CAPITOLO IX
La magnum calibro 50 dell’assassino spuntò di traverso, tra un binario e l’altro, annusando l’aria, quasi che il Capo avesse un odore riconoscibile alla canna, e vangò, senza rumore, l’aria fresca del dirupo. Il Capo non la vide. La canna non vide lui. Il Capo scendeva a testa in basso e a mani levate. La canna guardava diritto, secondo la logica del cervello. Il Capo si preoccupava per la propria vita. Anche la canna si preoccupava della vita del Capo. Il Capo decise di scendere più in fretta. La canna di cercare più a lungo. Il fatto è che siamo gelosi di Dio, pensava la canna. Anche se di poco, di quel poco che ci prende (che ci resta) non ce ne freghiamo affatto. E Dio lo sa con chiarezza: castiga la carne con l’astinenza, la castiga con l’intemperanza. Perché il demonio risiede sui lombi dell’uomo, e cerca sempre un rifugio nel quale rintanarsi. L’angelo prediletto del Signore aprì uno spicchio di mondo per generare il male sulla terra. La battaglia dei sessi - dice un demiurgo - è comunque un fatto antropofagico. Non fu Dio ad aprire una libbra di quella carne per generare il male, ma solo per perseguire il bene.
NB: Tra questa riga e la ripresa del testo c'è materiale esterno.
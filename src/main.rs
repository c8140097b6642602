//! companion-voice: voice navigation daemon for the companion app
//!
//! This daemon runs next to the companion UI shell and provides:
//! - Continuous listening sessions against a speech recognizer
//! - Fire-all command matching over the fixed command vocabulary
//! - Spoken feedback with a single superseding speech slot
//! - IPC server for the UI shell to toggle listening/mute and follow events
//!
//! It does NOT render screens, persist transcripts or understand language
//! beyond substring matching.

mod commands;
mod config;
mod control;
mod dispatch;
mod error;
mod events;
mod ipc;
mod lifecycle;
mod session;
mod speech;

use anyhow::{Context, Result};
use tokio::sync::{broadcast, mpsc};
use tracing::{error, info, warn};
use tracing_subscriber::EnvFilter;

use crate::config::Config;
use crate::control::VoiceNavigator;
use crate::dispatch::NavigationDispatcher;
use crate::events::VoiceEvent;
use crate::ipc::Server;
use crate::lifecycle::ShutdownSignal;
use crate::session::SessionManager;
use crate::speech::FeedbackSpeaker;

#[tokio::main]
async fn main() -> Result<()> {
    // Initialize logging
    tracing_subscriber::fmt()
        .with_env_filter(
            EnvFilter::try_from_default_env().unwrap_or_else(|_| EnvFilter::new("info")),
        )
        .init();

    info!(
        version = env!("CARGO_PKG_VERSION"),
        "companion-voice starting"
    );

    // Load configuration
    let config = Config::load()?;
    config.ensure_dirs().context("failed to create data directory")?;
    info!(
        ?config.socket_path,
        recognizer = ?config.recognizer,
        synthesizer = ?config.synthesizer,
        "configuration loaded"
    );

    let mut shutdown = ShutdownSignal::new().context("failed to register signal handlers")?;

    // Create channels for inter-component communication
    // UI actions + recognizer events -> voice navigator, in arrival order
    let (input_tx, input_rx) = mpsc::unbounded_channel();
    // Voice navigator + dispatcher -> IPC server and subscribers
    let (event_tx, _event_rx) = broadcast::channel::<VoiceEvent>(64);

    let session = SessionManager::new(config.build_recognizer(), input_tx.clone());
    if !session.is_available() {
        warn!("speech recognition unavailable - listening toggle will be disabled");
    }
    let speaker = FeedbackSpeaker::new(config.build_synthesizer(), config.voice);
    if !speaker.is_available() {
        warn!("speech synthesis unavailable - feedback will be silent");
    }

    let mut dispatcher = NavigationDispatcher::new(config.repeat_window, event_tx.clone());
    let mut navigator = VoiceNavigator::new(
        session,
        speaker,
        move |command| dispatcher.dispatch(command),
        event_tx.clone(),
    );

    // Create IPC server with the initial snapshot
    let server = Server::new(
        &config.socket_path,
        navigator.status(),
        input_tx,
        event_tx.clone(),
    )?;

    // Subscribe to voice events for IPC status updates
    let mut status_rx = event_tx.subscribe();

    info!("daemon initialized, entering main loop");

    // Main event loop
    tokio::select! {
        // Run the voice navigator (processes UI actions and recognizer events)
        _ = navigator.run(input_rx) => {
            info!("voice navigator exited");
        }

        // Run the IPC server (accepts client connections)
        result = server.run() => {
            if let Err(e) = result {
                error!(?e, "IPC server error");
            }
        }

        // Keep the served status in step with voice events
        _ = async {
            loop {
                match status_rx.recv().await {
                    Ok(event) => {
                        info!(%event, "voice event");
                        server.apply_event(&event).await;
                    }
                    Err(broadcast::error::RecvError::Lagged(n)) => {
                        warn!(skipped = n, "voice event receiver lagged");
                    }
                    Err(broadcast::error::RecvError::Closed) => {
                        break;
                    }
                }
            }
        } => {
            info!("voice event handler exited");
        }

        // Wait for shutdown signal
        _ = shutdown.wait() => {
            info!("shutdown signal received");
        }
    }

    // Cleanup
    info!("shutting down...");

    navigator.shutdown();
    server.shutdown().await;

    info!("companion-voice stopped");

    Ok(())
}
pub const GETOPT_TEMPLATE: &str =
    r#"{%if ($crc_reflect_in == Undefined or $crc_reflect_out == Undefined)%}
static {%c_bool%} atob(const char *str);
{%endif%}
{%if ($crc_poly == Undefined or $crc_xor_in == Undefined or $crc_xor_out == Undefined)%}
static crc_t xtoi(const char *str);
{%endif%}
static int get_config(int argc, char *argv[]{%if ($undefined_parameters == True)%}, {%cfg_t%} *cfg{%endif%});


{%if ($crc_reflect_in == Undefined or $crc_reflect_out == Undefined)%}
{%c_bool%} atob(const char *str)
{
    if (!str) {
        return 0;
    }
    if (isdigit(str[0])) {
        return ({%c_bool%})atoi(str);
    }
    if (tolower(str[0]) == 't') {
        return {%c_true%};
    }
    return {%c_false%};
}

{%endif%}
{%if ($crc_poly == Undefined or $crc_xor_in == Undefined or $crc_xor_out == Undefined)%}
crc_t xtoi(const char *str)
{
    crc_t ret = 0;

    if (!str) {
        return 0;
    }
    if (str[0] == '0' && tolower(str[1]) == 'x') {
        str += 2;
        while (*str) {
            if (isdigit(*str))
                ret = 16 * ret + *str - '0';
            else if (isxdigit(*str))
                ret = 16 * ret + tolower(*str) - 'a' + 10;
            else
                return ret;
            str++;
        }
    } else if (isdigit(*str)) {
        while (*str) {
            if (isdigit(*str))
                ret = 10 * ret + *str - '0';
            else
                return ret;
            str++;
        }
    }
    return ret;
}


{%endif%}
static int get_config(int argc, char *argv[]{%if ($undefined_parameters == True)%}, {%cfg_t%} *cfg{%endif%})
{
    int c;
    int option_index;
    static struct option long_options[] = {
{%if ($crc_width == Undefined)%}
        {"width",           1, 0, 'w'},
{%endif%}
{%if ($crc_poly == Undefined)%}
        {"poly",            1, 0, 'p'},
{%endif%}
{%if ($crc_reflect_in == Undefined)%}
        {"reflect-in",      1, 0, 'n'},
{%endif%}
{%if ($crc_xor_in == Undefined)%}
        {"xor-in",          1, 0, 'i'},
{%endif%}
{%if ($crc_reflect_out == Undefined)%}
        {"reflect-out",     1, 0, 'u'},
{%endif%}
{%if ($crc_xor_out == Undefined)%}
        {"xor-out",         1, 0, 'o'},
{%endif%}
        {"verbose",         0, 0, 'v'},
        {"check-string",    1, 0, 's'},
{%if ($crc_width == Undefined)%}
        {"table-idx-with",  1, 0, 't'},
{%endif%}
        {0, 0, 0, 0}
    };

    while (1) {
        option_index = 0;

        c = getopt_long(argc, argv, "w:p:n:i:u:o:s:vt", long_options, &option_index);
        if (c == -1)
            break;

        switch (c) {
            case 0:
                printf("option %s", long_options[option_index].name);
                if (optarg)
                    printf(" with arg %s", optarg);
                printf("\n");
{%if ($crc_width == Undefined)%}
            case 'w':
                cfg->width = atoi(optarg);
                break;
{%endif%}
{%if ($crc_poly == Undefined)%}
            case 'p':
                cfg->poly = xtoi(optarg);
                break;
{%endif%}
{%if ($crc_reflect_in == Undefined)%}
            case 'n':
                cfg->reflect_in = atob(optarg);
                break;
{%endif%}
{%if ($crc_xor_in == Undefined)%}
            case 'i':
                cfg->xor_in = xtoi(optarg);
                break;
{%endif%}
{%if ($crc_reflect_out == Undefined)%}
            case 'u':
                cfg->reflect_out = atob(optarg);
                break;
{%endif%}
{%if ($crc_xor_out == Undefined)%}
            case 'o':
                cfg->xor_out = xtoi(optarg);
                break;
{%endif%}
            case 's':
                memcpy(str, optarg, strlen(optarg) < sizeof(str) ? strlen(optarg) + 1 : sizeof(str));
                str[sizeof(str) - 1] = '\0';
                break;
            case 'v':
                verbose = {%c_true%};
                break;
{%if ($crc_width == Undefined)%}
            case 't':
                /* ignore --table_idx_width option */
                break;
{%endif%}
            case '?':
                return -1;
            case ':':
                fprintf(stderr, "missing argument to option %c\n", c);
                return -1;
            default:
                fprintf(stderr, "unhandled option %c\n", c);
                return -1;
        }
    }
{%if ($crc_width == Undefined)%}
    cfg->msb_mask = (crc_t)1u << (cfg->width - 1);
    cfg->crc_mask = (cfg->msb_mask - 1) | cfg->msb_mask;
    cfg->crc_shift = cfg->width < 8 ? 8 - cfg->width : 0;
{%endif%}

{%if ($crc_poly == Undefined)%}
    cfg->poly &= {%cfg_mask%};
{%endif%}
{%if ($crc_xor_in == Undefined)%}
    cfg->xor_in &= {%cfg_mask%};
{%endif%}
{%if ($crc_xor_out == Undefined)%}
    cfg->xor_out &= {%cfg_mask%};
{%endif%}
    return 0;
}"#;
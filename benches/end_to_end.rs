use criterion::{black_box, criterion_group, criterion_main, Criterion};

use crcgen::models;
use crcgen::{generate, Algorithm, Crc, CrcParams, Target};

fn model_params(name: &str, algorithm: Algorithm) -> CrcParams {
    let mut params = CrcParams {
        algorithm,
        ..CrcParams::default()
    };
    models::find(name).expect("model exists").apply_to(&mut params);
    params
}

fn bench_generate(c: &mut Criterion) {
    let constant = model_params("crc-32", Algorithm::TableDriven);
    c.bench_function("generate_c_crc32_table_driven", |b| {
        b.iter(|| generate(black_box(&constant), Target::Source))
    });

    let runtime = CrcParams {
        algorithm: Algorithm::TableDriven,
        ..CrcParams::default()
    };
    c.bench_function("generate_c_undefined_params", |b| {
        b.iter(|| generate(black_box(&runtime), Target::Source))
    });
}

fn bench_checksum(c: &mut Criterion) {
    let params = model_params("crc-32", Algorithm::TableDriven);
    let crc = Crc::from_params(&params).expect("defined");
    let data: Vec<u8> = (0..1024u32).map(|i| (i * 31) as u8).collect();

    c.bench_function("table_driven_1k", |b| {
        b.iter(|| crc.table_driven(black_box(&data)))
    });
    c.bench_function("bit_by_bit_fast_1k", |b| {
        b.iter(|| crc.bit_by_bit_fast(black_box(&data)))
    });
}

criterion_group!(benches, bench_generate, bench_checksum);
criterion_main!(benches);
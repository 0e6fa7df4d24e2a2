/// A source location: byte offset range into an expression string.
#[derive(Clone, Copy, Debug, PartialEq, Eq)]
pub struct Span {
    pub start: u32,
    pub end: u32,
}

impl Span {
    pub fn new(start: u32, end: u32) -> Self {
        Self { start, end }
    }
}

/// A value annotated with its source span.
#[derive(Clone, Debug)]
pub struct Spanned<T> {
    pub node: T,
    pub span: Span,
}

impl<T> Spanned<T> {
    pub fn new(node: T, span: Span) -> Self {
        Self { node, span }
    }
}
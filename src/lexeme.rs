/// All lexemes of the bitwise expression language.
#[derive(Clone, Debug, PartialEq)]
pub enum Lexeme {
    // Operators
    Tilde, // ~
    Amp,   // &
    Pipe,  // |
    Caret, // ^
    Shl,   // <<
    Shr,   // >>

    // Grouping
    LParen, // (
    RParen, // )

    // Literals
    Integer(i64),
    Ident(String),

    // Anything the lexer does not recognize; reported by the parser
    Unknown(char),

    // End of input
    Eof,
}

impl Lexeme {
    /// The token as it appeared in the source, for error messages.
    pub fn text(&self) -> String {
        match self {
            Lexeme::Tilde => "~".to_string(),
            Lexeme::Amp => "&".to_string(),
            Lexeme::Pipe => "|".to_string(),
            Lexeme::Caret => "^".to_string(),
            Lexeme::Shl => "<<".to_string(),
            Lexeme::Shr => ">>".to_string(),
            Lexeme::LParen => "(".to_string(),
            Lexeme::RParen => ")".to_string(),
            Lexeme::Integer(n) => format!("{}", n),
            Lexeme::Ident(name) => name.clone(),
            Lexeme::Unknown(ch) => ch.to_string(),
            Lexeme::Eof => String::new(),
        }
    }
}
Purtroppo, il piacere della carne suscita il desiderio perpetrato dal demonio. Purtroppo, dice Dio, senza quel desiderio, ma soprattutto senza quel piacere, non vi sarebbe procreazione.
A questo mondo, si sa, non c’è momento che ci facciano godere, senza che un appiglio divino non resista alla più testarda incoscienza.
La canna sogghignò, aggiustando il mirino in palladium sagomato.